● **Work instructions**
Search the records below for the word "filename" and show every line where it occurs.

● **Extracted data**
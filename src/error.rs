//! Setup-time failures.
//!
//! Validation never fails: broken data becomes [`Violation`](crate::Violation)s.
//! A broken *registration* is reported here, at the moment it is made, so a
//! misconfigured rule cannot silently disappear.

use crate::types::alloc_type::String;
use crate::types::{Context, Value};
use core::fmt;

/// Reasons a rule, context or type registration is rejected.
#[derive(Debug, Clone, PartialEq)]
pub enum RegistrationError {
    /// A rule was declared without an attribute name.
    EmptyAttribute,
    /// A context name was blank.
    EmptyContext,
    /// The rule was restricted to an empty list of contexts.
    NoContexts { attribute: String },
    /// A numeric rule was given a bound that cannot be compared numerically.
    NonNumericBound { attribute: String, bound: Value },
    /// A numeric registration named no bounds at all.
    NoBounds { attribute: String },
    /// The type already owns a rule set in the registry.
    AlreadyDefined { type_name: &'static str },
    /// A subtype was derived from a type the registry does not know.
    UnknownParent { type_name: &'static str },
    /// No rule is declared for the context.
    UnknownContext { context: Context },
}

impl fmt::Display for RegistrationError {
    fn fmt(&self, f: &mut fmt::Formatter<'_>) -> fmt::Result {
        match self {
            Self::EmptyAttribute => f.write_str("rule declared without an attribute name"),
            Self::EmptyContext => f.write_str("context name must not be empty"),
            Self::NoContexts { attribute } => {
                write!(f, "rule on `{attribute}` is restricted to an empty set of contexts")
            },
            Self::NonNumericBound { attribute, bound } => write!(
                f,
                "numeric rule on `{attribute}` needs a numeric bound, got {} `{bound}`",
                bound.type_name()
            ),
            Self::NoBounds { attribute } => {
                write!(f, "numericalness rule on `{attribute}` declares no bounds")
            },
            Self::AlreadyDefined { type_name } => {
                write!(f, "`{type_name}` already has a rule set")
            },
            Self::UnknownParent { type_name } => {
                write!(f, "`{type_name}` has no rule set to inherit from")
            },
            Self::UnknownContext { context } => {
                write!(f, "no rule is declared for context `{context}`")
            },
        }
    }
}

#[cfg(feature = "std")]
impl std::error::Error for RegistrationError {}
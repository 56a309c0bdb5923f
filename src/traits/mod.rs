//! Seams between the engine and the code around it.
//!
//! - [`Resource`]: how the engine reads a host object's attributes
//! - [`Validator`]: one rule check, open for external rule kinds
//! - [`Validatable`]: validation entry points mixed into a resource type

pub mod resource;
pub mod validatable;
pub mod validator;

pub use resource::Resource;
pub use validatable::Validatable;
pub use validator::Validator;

● **Your solution**
filename src/error.rs
filename src/traits/mod.rs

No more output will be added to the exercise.